Directed evolution of small-molecule–modifying enzymes is limited by the availability of scalable functional assays. Systems that link biocatalysis to selectable microbial phenotypes often require ad hoc development, posing a major technical barrier. In principle, genetically encoded biosensors may guide enzyme engineering by relaying intracellular changes in substrate or product concentrations. Their coupling to versatile outputs such as gene expression or fluorescence makes biosensors comparatively amenable to directed evolution, enabling their adaptation to alternative ligands. Small-molecule biosensors can therefore serve as a modular link between enzyme activity and microbial selection. Here, we integrate biosensor evolution and enzyme screening within a unified microbial framework.

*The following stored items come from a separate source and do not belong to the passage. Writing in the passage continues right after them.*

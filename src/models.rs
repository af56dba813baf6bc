use serde::Serialize;

/// Latest closing price for a symbol.
#[derive(Debug, Clone, PartialEq)]
pub struct PriceQuote {
    pub symbol: String,
    pub close: f64,
}

/// Short-interest metrics for one symbol. Field renames are the exact
/// column names used for display and CSV export; every metric may be
/// absent upstream.
#[derive(Debug, Clone, Serialize)]
pub struct ShortInterestRecord {
    #[serde(rename = "Symbol")]
    pub symbol: String,

    #[serde(rename = "Company")]
    pub company: Option<String>,

    #[serde(rename = "Short Ratio")]
    pub short_ratio: Option<f64>,

    #[serde(rename = "Short % of Float")]
    pub short_percent_of_float: Option<f64>,

    #[serde(rename = "Shares Short")]
    pub shares_short: Option<u64>,

    #[serde(rename = "Shares Short Prior Month")]
    pub shares_short_prior_month: Option<u64>,

    #[serde(rename = "Float")]
    pub float_shares: Option<u64>,

    #[serde(rename = "Market Cap")]
    pub market_cap: Option<u64>,

    #[serde(rename = "Current Price")]
    pub current_price: Option<f64>,
}

// -----------------------------------------------
// TAGGED OUTCOMES
// -----------------------------------------------
// Provider-facing operations never raise to callers; failures travel
// in-band as an explicit variant carrying the user-visible message.

/// Outcome of a price lookup.
#[derive(Debug, Clone)]
pub enum QuoteOutcome {
    Price(PriceQuote),
    Failed(String),
}

impl QuoteOutcome {
    /// Render the user-visible message for this outcome.
    pub fn message(&self) -> String {
        match self {
            QuoteOutcome::Price(quote) => {
                format!("The current price of {} is ${:.2}", quote.symbol, quote.close)
            }
            QuoteOutcome::Failed(msg) => msg.clone(),
        }
    }

    pub fn is_failed(&self) -> bool {
        matches!(self, QuoteOutcome::Failed(_))
    }
}

/// Outcome of a short-interest lookup.
#[derive(Debug, Clone)]
pub enum ShortInterestOutcome {
    Data(ShortInterestRecord),
    Failed(String),
}

impl ShortInterestOutcome {
    pub fn record(&self) -> Option<&ShortInterestRecord> {
        match self {
            ShortInterestOutcome::Data(record) => Some(record),
            ShortInterestOutcome::Failed(_) => None,
        }
    }

    pub fn into_record(self) -> Option<ShortInterestRecord> {
        match self {
            ShortInterestOutcome::Data(record) => Some(record),
            ShortInterestOutcome::Failed(_) => None,
        }
    }

    pub fn is_failed(&self) -> bool {
        matches!(self, ShortInterestOutcome::Failed(_))
    }
}
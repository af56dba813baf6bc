use anyhow::Result;
use async_trait::async_trait;

/// Per-symbol metadata bundle exposed by a market-data source.
/// Any field may be missing for a given listing.
#[derive(Debug, Clone, Default)]
pub struct SymbolInfo {
    pub long_name: Option<String>,
    pub short_ratio: Option<f64>,
    pub short_percent_of_float: Option<f64>,
    pub shares_short: Option<u64>,
    pub shares_short_prior_month: Option<u64>,
    pub float_shares: Option<u64>,
    pub market_cap: Option<u64>,
    pub current_price: Option<f64>,
}

/// Market-data source. Implementations are shared across worker tasks,
/// so they must be immutable from the caller's point of view.
#[async_trait]
pub trait MarketData: Send + Sync {
    /// Closing prices from the most recent one-day history, in
    /// chronological order. May be empty when the market has no data.
    async fn daily_closes(&self, symbol: &str) -> Result<Vec<f64>>;

    /// Metadata bundle for a symbol, with missing fields as `None`.
    async fn symbol_info(&self, symbol: &str) -> Result<SymbolInfo>;
}
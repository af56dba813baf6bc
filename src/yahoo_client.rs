use crate::config;
use crate::provider::{MarketData, SymbolInfo};
use anyhow::{Context, Result};
use async_trait::async_trait;
use rand::{seq::SliceRandom, thread_rng};
use reqwest::{header, Client, StatusCode};
use serde::Deserialize;
use tokio::sync::RwLock;
use tracing::{debug, warn};

// -----------------------------------------------
// CLIENT WRAPPER WITH SESSION STATE
// -----------------------------------------------
pub struct YahooClient {
    client: Client,
    session: RwLock<Option<Session>>,
}

// Yahoo rejects quoteSummary calls without a consent cookie and a
// matching crumb; both are fetched lazily and reused for the client's
// lifetime.
#[derive(Debug, Clone)]
struct Session {
    cookie: String,
    crumb: String,
}

impl YahooClient {
    pub fn new() -> Result<Self> {
        Ok(Self {
            client: build_client()?,
            session: RwLock::new(None),
        })
    }

    /// Establish the cookie + crumb session (only once per client)
    async fn session_if_needed(&self) -> Result<Session> {
        if let Some(session) = self.session.read().await.as_ref() {
            return Ok(session.clone());
        }

        let mut guard = self.session.write().await;
        if let Some(session) = guard.as_ref() {
            return Ok(session.clone());
        }

        let res = self
            .client
            .get(config::YAHOO_COOKIE_URL)
            .send()
            .await
            .context("Failed to fetch Yahoo consent cookie")?;

        let cookie = res
            .headers()
            .get(header::SET_COOKIE)
            .and_then(|h| h.to_str().ok())
            .and_then(|s| s.split_once(';').map(|(v, _)| v.to_string()))
            .context("No session cookie in Yahoo response")?;

        let crumb = self
            .client
            .get(config::YAHOO_CRUMB_URL)
            .header(header::COOKIE, &cookie)
            .send()
            .await
            .context("Failed to fetch Yahoo crumb")?
            .text()
            .await
            .context("Failed to read Yahoo crumb")?;

        // A failed crumb request returns a JSON error body, not a token
        if crumb.is_empty() || crumb.contains('{') {
            let preview: String = crumb.chars().take(80).collect();
            anyhow::bail!("Unusable Yahoo crumb: {}", preview);
        }

        let session = Session { cookie, crumb };
        *guard = Some(session.clone());
        debug!("Yahoo session established");

        Ok(session)
    }

    async fn clear_session(&self) {
        *self.session.write().await = None;
    }

    /// Single-attempt fetch with response validation
    async fn fetch_json(&self, url: &str) -> Result<String> {
        let res = self
            .client
            .get(url)
            .send()
            .await
            .context("Request send failed")?;

        let status = res.status();
        if !status.is_success() {
            let body = res.text().await.unwrap_or_default();
            let preview: String = body.chars().take(200).collect();
            anyhow::bail!("HTTP error {}: {}", status, preview);
        }

        let text = res.text().await.context("Failed to read body")?;

        // Validate JSON
        let trimmed = text.trim();
        if !trimmed.starts_with('{') && !trimmed.starts_with('[') {
            let preview: String = text.chars().take(200).collect();
            anyhow::bail!("Non-JSON response: {}", preview);
        }

        Ok(text)
    }

    // -----------------------------------------------
    // CHART: MOST RECENT ONE-DAY HISTORY
    // -----------------------------------------------
    async fn fetch_daily_chart(&self, symbol: &str) -> Result<ChartResponse> {
        let url = config::chart_url(symbol);
        let text = self.fetch_json(&url).await?;

        serde_json::from_str(&text).context("Failed to parse chart response")
    }

    // -----------------------------------------------
    // QUOTE SUMMARY: SHORT INTEREST INFO BUNDLE
    // -----------------------------------------------
    async fn fetch_quote_summary(&self, symbol: &str) -> Result<QuoteSummaryResponse> {
        let session = self.session_if_needed().await?;
        let url = config::quote_summary_url(symbol, &session.crumb);

        let res = self
            .client
            .get(&url)
            .header(header::COOKIE, &session.cookie)
            .send()
            .await
            .context("Quote summary request failed")?;

        let status = res.status();
        if status == StatusCode::UNAUTHORIZED {
            // Stale crumb. The next call re-handshakes; this one fails.
            warn!("Yahoo session rejected for {}, clearing crumb", symbol);
            self.clear_session().await;
            anyhow::bail!("Yahoo session rejected: {}", status);
        }
        if !status.is_success() {
            let body = res.text().await.unwrap_or_default();
            let preview: String = body.chars().take(200).collect();
            anyhow::bail!("Quote summary error {}: {}", status, preview);
        }

        res.json::<QuoteSummaryResponse>()
            .await
            .context("Failed to parse quote summary")
    }
}

#[async_trait]
impl MarketData for YahooClient {
    async fn daily_closes(&self, symbol: &str) -> Result<Vec<f64>> {
        debug!("Fetching 1d chart for {}", symbol);

        let chart = self.fetch_daily_chart(symbol).await?;
        let result = chart
            .chart
            .result
            .unwrap_or_default()
            .into_iter()
            .next()
            .context("Empty chart result")?;

        let closes = result
            .indicators
            .quote
            .into_iter()
            .next()
            .and_then(|block| block.close)
            .unwrap_or_default();

        // Yahoo pads the series with nulls for unfilled intervals
        Ok(closes.into_iter().flatten().collect())
    }

    async fn symbol_info(&self, symbol: &str) -> Result<SymbolInfo> {
        debug!("Fetching quote summary for {}", symbol);

        let summary = self.fetch_quote_summary(symbol).await?;
        let result = summary
            .quote_summary
            .result
            .unwrap_or_default()
            .into_iter()
            .next()
            .context("Empty quote summary result")?;

        let price = result.price.as_ref();
        let stats = result.default_key_statistics.as_ref();
        let detail = result.summary_detail.as_ref();
        let financial = result.financial_data.as_ref();

        Ok(SymbolInfo {
            long_name: price.and_then(|p| p.long_name.clone()),
            short_ratio: stats.and_then(|s| s.short_ratio.raw()),
            short_percent_of_float: stats.and_then(|s| s.short_percent_of_float.raw()),
            shares_short: stats.and_then(|s| s.shares_short.raw_count()),
            shares_short_prior_month: stats.and_then(|s| s.shares_short_prior_month.raw_count()),
            float_shares: stats.and_then(|s| s.float_shares.raw_count()),
            market_cap: price
                .and_then(|p| p.market_cap.raw_count())
                .or_else(|| detail.and_then(|d| d.market_cap.raw_count())),
            current_price: financial.and_then(|f| f.current_price.raw()),
        })
    }
}

// -----------------------------------------------
// HTTP CLIENT BUILDER
// -----------------------------------------------
fn build_client() -> Result<Client> {
    let mut headers = header::HeaderMap::new();

    let lang = config::ACCEPT_LANGUAGES.choose(&mut thread_rng()).unwrap();
    headers.insert(
        header::ACCEPT_LANGUAGE,
        header::HeaderValue::from_str(lang)?,
    );
    headers.insert(header::ACCEPT, header::HeaderValue::from_static("*/*"));

    Ok(Client::builder()
        .default_headers(headers)
        .cookie_store(true)
        .user_agent(config::USER_AGENT)
        .timeout(config::HTTP_TIMEOUT)
        .build()
        .context("Failed to build HTTP client")?)
}

// -----------------------------------------------
// WIRE MODELS
// -----------------------------------------------
// Yahoo wraps most numbers as {"raw": 123.4, "fmt": "123.40"} and sends
// an empty object when a metric is unavailable; only raw is consumed.

#[derive(Debug, Clone, Default, Deserialize)]
struct RawValue {
    raw: Option<f64>,
}

trait RawField {
    fn raw(&self) -> Option<f64>;

    // Share counts and market caps are integral; Yahoo keeps them well
    // under 2^53 so the cast is exact.
    fn raw_count(&self) -> Option<u64> {
        self.raw().map(|v| v as u64)
    }
}

impl RawField for Option<RawValue> {
    fn raw(&self) -> Option<f64> {
        self.as_ref().and_then(|v| v.raw)
    }
}

#[derive(Debug, Deserialize)]
struct ChartResponse {
    chart: ChartEnvelope,
}

#[derive(Debug, Deserialize)]
struct ChartEnvelope {
    result: Option<Vec<ChartResult>>,
}

#[derive(Debug, Deserialize)]
struct ChartResult {
    indicators: ChartIndicators,
}

#[derive(Debug, Deserialize)]
struct ChartIndicators {
    #[serde(default)]
    quote: Vec<ChartQuoteBlock>,
}

#[derive(Debug, Deserialize)]
struct ChartQuoteBlock {
    close: Option<Vec<Option<f64>>>,
}

#[derive(Debug, Deserialize)]
#[serde(rename_all = "camelCase")]
struct QuoteSummaryResponse {
    quote_summary: QuoteSummaryEnvelope,
}

#[derive(Debug, Deserialize)]
struct QuoteSummaryEnvelope {
    result: Option<Vec<QuoteSummaryResult>>,
}

#[derive(Debug, Deserialize)]
#[serde(rename_all = "camelCase")]
struct QuoteSummaryResult {
    price: Option<PriceModule>,
    summary_detail: Option<SummaryDetailModule>,
    default_key_statistics: Option<KeyStatisticsModule>,
    financial_data: Option<FinancialDataModule>,
}

#[derive(Debug, Deserialize)]
#[serde(rename_all = "camelCase")]
struct PriceModule {
    long_name: Option<String>,
    market_cap: Option<RawValue>,
}

#[derive(Debug, Deserialize)]
#[serde(rename_all = "camelCase")]
struct SummaryDetailModule {
    market_cap: Option<RawValue>,
}

#[derive(Debug, Deserialize)]
#[serde(rename_all = "camelCase")]
struct KeyStatisticsModule {
    short_ratio: Option<RawValue>,
    short_percent_of_float: Option<RawValue>,
    shares_short: Option<RawValue>,
    shares_short_prior_month: Option<RawValue>,
    float_shares: Option<RawValue>,
}

#[derive(Debug, Deserialize)]
#[serde(rename_all = "camelCase")]
struct FinancialDataModule {
    current_price: Option<RawValue>,
}

#[cfg(test)]
mod tests {
    use super::*;

    #[test]
    fn test_deserialize_raw_value() {
        let detail: RawValue = serde_json::from_str(r#"{"raw": 150.25, "fmt": "150.25"}"#).unwrap();
        assert_eq!(detail.raw, Some(150.25));

        // Unavailable metrics arrive as empty objects
        let empty: RawValue = serde_json::from_str("{}").unwrap();
        assert_eq!(empty.raw, None);
    }

    #[test]
    fn test_raw_count_cast() {
        let value = Some(RawValue {
            raw: Some(3_000_000_000_000.0),
        });
        assert_eq!(value.raw_count(), Some(3_000_000_000_000));
        assert_eq!(None::<RawValue>.raw_count(), None);
    }

    #[test]
    fn test_deserialize_chart_response() {
        let json = r#"{
            "chart": {
                "result": [{
                    "meta": {"symbol": "AAPL"},
                    "timestamp": [1700000000],
                    "indicators": {"quote": [{"close": [180.0, null, 185.5]}]}
                }],
                "error": null
            }
        }"#;

        let chart: ChartResponse = serde_json::from_str(json).unwrap();
        let closes = chart.chart.result.unwrap()[0]
            .indicators
            .quote
            .first()
            .and_then(|block| block.close.clone())
            .unwrap();
        assert_eq!(closes, vec![Some(180.0), None, Some(185.5)]);
    }

    #[test]
    fn test_deserialize_chart_error_response() {
        let json = r#"{"chart": {"result": null, "error": {"code": "Not Found"}}}"#;
        let chart: ChartResponse = serde_json::from_str(json).unwrap();
        assert!(chart.chart.result.is_none());
    }

    #[test]
    fn test_deserialize_quote_summary() {
        let json = r#"{
            "quoteSummary": {
                "result": [{
                    "price": {"longName": "Apple Inc.", "marketCap": {"raw": 3000000000000}},
                    "summaryDetail": {"marketCap": {}},
                    "defaultKeyStatistics": {
                        "shortRatio": {"raw": 2.5, "fmt": "2.50"},
                        "shortPercentOfFloat": {"raw": 15.3},
                        "sharesShort": {"raw": 100000000},
                        "sharesShortPriorMonth": {"raw": 95000000},
                        "floatShares": {"raw": 650000000}
                    },
                    "financialData": {"currentPrice": {"raw": 185.5}}
                }],
                "error": null
            }
        }"#;

        let summary: QuoteSummaryResponse = serde_json::from_str(json).unwrap();
        let results = summary.quote_summary.result.unwrap();
        let result = &results[0];

        let price = result.price.as_ref().unwrap();
        assert_eq!(price.long_name.as_deref(), Some("Apple Inc."));
        assert_eq!(price.market_cap.raw_count(), Some(3_000_000_000_000));

        let stats = result.default_key_statistics.as_ref().unwrap();
        assert_eq!(stats.short_ratio.raw(), Some(2.5));
        assert_eq!(stats.short_percent_of_float.raw(), Some(15.3));
        assert_eq!(stats.shares_short.raw_count(), Some(100_000_000));

        let financial = result.financial_data.as_ref().unwrap();
        assert_eq!(financial.current_price.raw(), Some(185.5));
    }

    #[test]
    fn test_deserialize_quote_summary_missing_modules() {
        let json = r#"{"quoteSummary": {"result": [{"price": {"longName": "Bare Co."}}], "error": null}}"#;
        let summary: QuoteSummaryResponse = serde_json::from_str(json).unwrap();
        let results = summary.quote_summary.result.unwrap();
        let result = &results[0];

        assert!(result.default_key_statistics.is_none());
        assert!(result.financial_data.is_none());
        assert!(result.price.as_ref().unwrap().market_cap.raw().is_none());
    }
}
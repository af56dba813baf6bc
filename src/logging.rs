use tracing_appender::rolling::{RollingFileAppender, Rotation};
use tracing_subscriber::{layer::SubscriberExt, util::SubscriberInitExt, EnvFilter};

/// Initialize logging to both console and file
/// Log files are created in ./logs directory with daily rotation
pub fn init_logging() {
    std::fs::create_dir_all("./logs").expect("Failed to create logs directory");

    let file_appender = RollingFileAppender::new(
        Rotation::DAILY,
        "./logs",
        "short-analyzer.log",
    );

    tracing_subscriber::registry()
        .with(
            // Console output
            tracing_subscriber::fmt::layer()
                .with_target(true)
                .with_ansi(true),
        )
        .with(
            // File output with JSON formatting
            tracing_subscriber::fmt::layer()
                .with_writer(file_appender)
                .with_target(true)
                .with_ansi(false)
                .json(),
        )
        .with(
            // Environment filter (set via RUST_LOG env var)
            // Default to info level if not set
            EnvFilter::try_from_default_env()
                .unwrap_or_else(|_| EnvFilter::new("info")),
        )
        .init();
}
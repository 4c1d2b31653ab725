//! Generates the client for the parser's reference fixture

use lolgen_common::GeneratorConfig;
use lolgen_generator::ClientGenerator;
use lolgen_parser::parse_document;
use std::env;
use std::error::Error;
use std::fs;
use std::path::PathBuf;

fn main() -> Result<(), Box<dyn Error>> {
    let manifest_dir = PathBuf::from(env::var("CARGO_MANIFEST_DIR")?);
    let reference = manifest_dir.join("../parser/tests/fixtures/reference.json");
    println!("cargo:rerun-if-changed={}", reference.display());

    let config = GeneratorConfig::default();
    let registry = parse_document(&reference, None, &config)?;
    let code = ClientGenerator::new(&registry, &config)?.generate()?;

    let out_dir = PathBuf::from(env::var("OUT_DIR")?);
    let api = out_dir.join("api_gen.rs");
    fs::write(&api, code)?;

    // The generated file carries inner attributes, so it is mounted as a
    // module by path rather than include!d directly.
    let module = format!("#[path = {:?}]\npub mod api;\n", api.display().to_string());
    fs::write(out_dir.join("client.rs"), module)?;

    Ok(())
}
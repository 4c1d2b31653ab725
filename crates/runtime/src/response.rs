use crate::error::{Error, Result};
use crate::transport::{RawResponse, Transport};
use serde::de::DeserializeOwned;
use std::collections::HashMap;
use std::fmt::Display;
use std::hash::Hash;
use std::str::FromStr;
use std::time::{Duration, SystemTime, UNIX_EPOCH};
use tracing::debug;

/// Pass success responses through, map everything else to an [`Error`]
pub fn verify_response(response: RawResponse) -> Result<RawResponse> {
    if response.is_success() {
        Ok(response)
    } else {
        Err(Error::from_status(response.status, &response.body))
    }
}

pub fn decode<T: DeserializeOwned>(response: &RawResponse) -> Result<T> {
    Ok(serde_json::from_slice(&response.body)?)
}

/// Execute a request, verify the response and decode its body
pub fn call<T, X>(transport: &X, method: &str, url: &str) -> Result<T>
where
    T: DeserializeOwned,
    X: Transport + ?Sized,
{
    // The query carries the api key
    let path = url.split('?').next().unwrap_or(url);
    debug!(method, path, "Executing request");

    let response = verify_response(transport.execute(method, url, None)?)?;
    debug!(status = response.status, bytes = response.body.len(), "Received response");
    decode(&response)
}

/// Re-key a string keyed map by parsing every key
///
/// The api serializes numeric map keys as strings. A key that doesn't parse
/// is an error rather than a dropped entry.
///
/// # Examples
/// ```
/// use lolgen_runtime::rekey;
/// use std::collections::HashMap;
///
/// let names = HashMap::from([("585897".to_string(), "RiotSchmick".to_string())]);
/// let names: HashMap<i64, String> = rekey(names).unwrap();
/// assert_eq!(names[&585897], "RiotSchmick");
/// ```
pub fn rekey<K, V>(map: HashMap<String, V>) -> Result<HashMap<K, V>>
where
    K: FromStr + Eq + Hash,
    K::Err: Display,
{
    map.into_iter()
        .map(|(key, value)| match key.parse::<K>() {
            Ok(parsed) => Ok((parsed, value)),
            Err(e) => Err(Error::InvalidMapKey {
                reason: e.to_string(),
                key,
            }),
        })
        .collect()
}

/// Convert milliseconds since the unix epoch to a [`SystemTime`]
pub fn parse_epoch_millis(millis: i64) -> SystemTime {
    let offset = Duration::from_millis(millis.unsigned_abs());
    if millis >= 0 {
        UNIX_EPOCH + offset
    } else {
        UNIX_EPOCH - offset
    }
}
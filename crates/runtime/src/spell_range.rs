//! Range of a champion or summoner spell
//!
//! The api sends the range as the string `"self"` for self-targeted spells,
//! and as a list of per-rank ranges otherwise. Older data versions wrap the
//! list in an object.

use serde::de::{self, Deserializer};
use serde::ser::Serializer;
use serde::{Deserialize, Serialize};

#[derive(Debug, Clone, Default, PartialEq, Eq)]
pub struct SpellRange {
    pub is_self: bool,
    pub ranges: Vec<i32>,
}

impl SpellRange {
    pub fn self_targeted() -> Self {
        SpellRange {
            is_self: true,
            ranges: Vec::new(),
        }
    }
}

#[derive(Deserialize)]
#[serde(untagged)]
enum Repr {
    Keyword(String),
    Ranges(Vec<i32>),
    Wrapped {
        #[serde(rename = "Ranges", default)]
        ranges: Vec<i32>,
    },
}

impl<'de> Deserialize<'de> for SpellRange {
    fn deserialize<D: Deserializer<'de>>(deserializer: D) -> Result<Self, D::Error> {
        match Repr::deserialize(deserializer)? {
            Repr::Keyword(keyword) if keyword == "self" => Ok(SpellRange::self_targeted()),
            Repr::Keyword(keyword) => Err(de::Error::custom(format!(
                "unexpected spell range \"{keyword}\""
            ))),
            Repr::Ranges(ranges) | Repr::Wrapped { ranges } => Ok(SpellRange {
                is_self: false,
                ranges,
            }),
        }
    }
}

impl Serialize for SpellRange {
    fn serialize<S: Serializer>(&self, serializer: S) -> Result<S::Ok, S::Error> {
        if self.is_self {
            serializer.serialize_str("self")
        } else {
            self.ranges.serialize(serializer)
        }
    }
}
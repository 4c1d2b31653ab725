//! League of Legends service regions
//!
//! Numbers are assigned once from launch dates: the two special servers take
//! the reserved numbers 1 and 2, every other server is numbered densely from
//! [`FIRST_REGULAR_NUMBER`] in launch order, ties broken alphabetically.

use chrono::NaiveDate;
use once_cell::sync::Lazy;
use std::cmp::Ordering;
use std::fmt;

/// First number handed out to a non-special region. 1 ~ 9 are reserved.
pub const FIRST_REGULAR_NUMBER: i32 = 10;

const GLOBAL: &str = "Global";
const PBE: &str = "PBE";

/// A service area
#[derive(Debug, Clone, PartialEq, Eq)]
pub struct Region {
    pub name: &'static str,
    /// Platform id used by the observer and status apis
    pub platform_id: &'static str,
    pub launched_at: Option<NaiveDate>,
    pub number: i32,
    host: Option<&'static str>,
}

impl Region {
    fn special(name: &'static str, platform_id: &'static str, number: i32) -> Self {
        Region {
            name,
            platform_id,
            launched_at: None,
            number,
            host: None,
        }
    }

    fn regular(name: &'static str, platform_id: &'static str, launched: (i32, u32, u32)) -> Self {
        Region {
            name,
            platform_id,
            launched_at: NaiveDate::from_ymd_opt(launched.0, launched.1, launched.2),
            number: 0,
            host: None,
        }
    }

    pub fn is_special(&self) -> bool {
        self.name == GLOBAL || self.name == PBE
    }

    pub fn is_global(&self) -> bool {
        self.name == GLOBAL
    }

    /// Hostname for api calls
    pub fn host(&self) -> String {
        match self.host {
            Some(host) => host.to_string(),
            None => format!("{}.api.pvp.net", self.name.to_lowercase()),
        }
    }

    fn special_rank(&self) -> u8 {
        match self.name {
            GLOBAL => 0,
            PBE => 1,
            _ => 2,
        }
    }
}

impl fmt::Display for Region {
    fn fmt(&self, f: &mut fmt::Formatter<'_>) -> fmt::Result {
        f.write_str(self.name)
    }
}

fn compare_regions(a: &Region, b: &Region) -> Ordering {
    a.special_rank()
        .cmp(&b.special_rank())
        .then_with(|| a.launched_at.cmp(&b.launched_at))
        .then_with(|| a.name.cmp(b.name))
}

/// Sort regions and assign numbers to every non-special region
pub fn number_regions(mut regions: Vec<Region>) -> Vec<Region> {
    regions.sort_by(compare_regions);

    let mut next = FIRST_REGULAR_NUMBER;
    for region in regions.iter_mut().filter(|r| !r.is_special()) {
        region.number = next;
        next += 1;
    }
    regions
}

fn declared_regions() -> Vec<Region> {
    vec![
        Region::special(GLOBAL, "", 1),
        Region::special(PBE, "PBE", 2),
        Region::regular("BR", "BR1", (2012, 9, 13)),
        Region::regular("EUNE", "EUN1", (2010, 7, 13)),
        Region::regular("EUW", "EUW1", (2010, 7, 13)),
        Region::regular("KR", "KR", (2011, 12, 12)),
        Region::regular("LAN", "LA1", (2013, 6, 5)),
        Region::regular("LAS", "LA2", (2013, 6, 5)),
        Region::regular("NA", "NA1", (2009, 10, 27)),
        Region::regular("OCE", "OC1", (2013, 7, 28)),
        Region::regular("TR", "TR1", (2012, 9, 27)),
        Region::regular("RU", "RU", (2013, 5, 17)),
    ]
}

static REGIONS: Lazy<Vec<Region>> = Lazy::new(|| number_regions(declared_regions()));

/// Every region, special ones first
pub fn all_regions() -> &'static [Region] {
    &REGIONS
}

/// Every region except Global
pub fn all_valid_regions() -> Vec<Region> {
    REGIONS.iter().filter(|r| !r.is_global()).cloned().collect()
}

/// Look up a region by name, ignoring ASCII case
pub fn region_by_name(name: &str) -> Option<&'static Region> {
    REGIONS.iter().find(|r| r.name.eq_ignore_ascii_case(name))
}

The system builds upon a yeast two-hybrid platform compatible with fluorescence-activated cell sorting, which we adapted to support coexpression and screening of cytochrome P450 enzymes (CYPs). We leveraged PYRABACTIN RESISTANCE 1-like receptors and their agonist-triggered interaction with type 2C protein phosphatases as an evolvable biosensor module. As proof of principle, we applied this system to enhance CYP2B6-mediated metabolism of the herbicide alachlor. We resolved biosensor cross-reactivity and isolated receptor variants capable of discriminating between alachlor and its CYP2B6-derived N-dealkylated product. Four rounds of biosensor-guided CYP2B6 evolution validated the utility of this platform by successfully targeting both expression and catalytic efficiency. These results demonstrate how evolvable biosensors and modular strain design can be combined to accelerate biocatalyst development.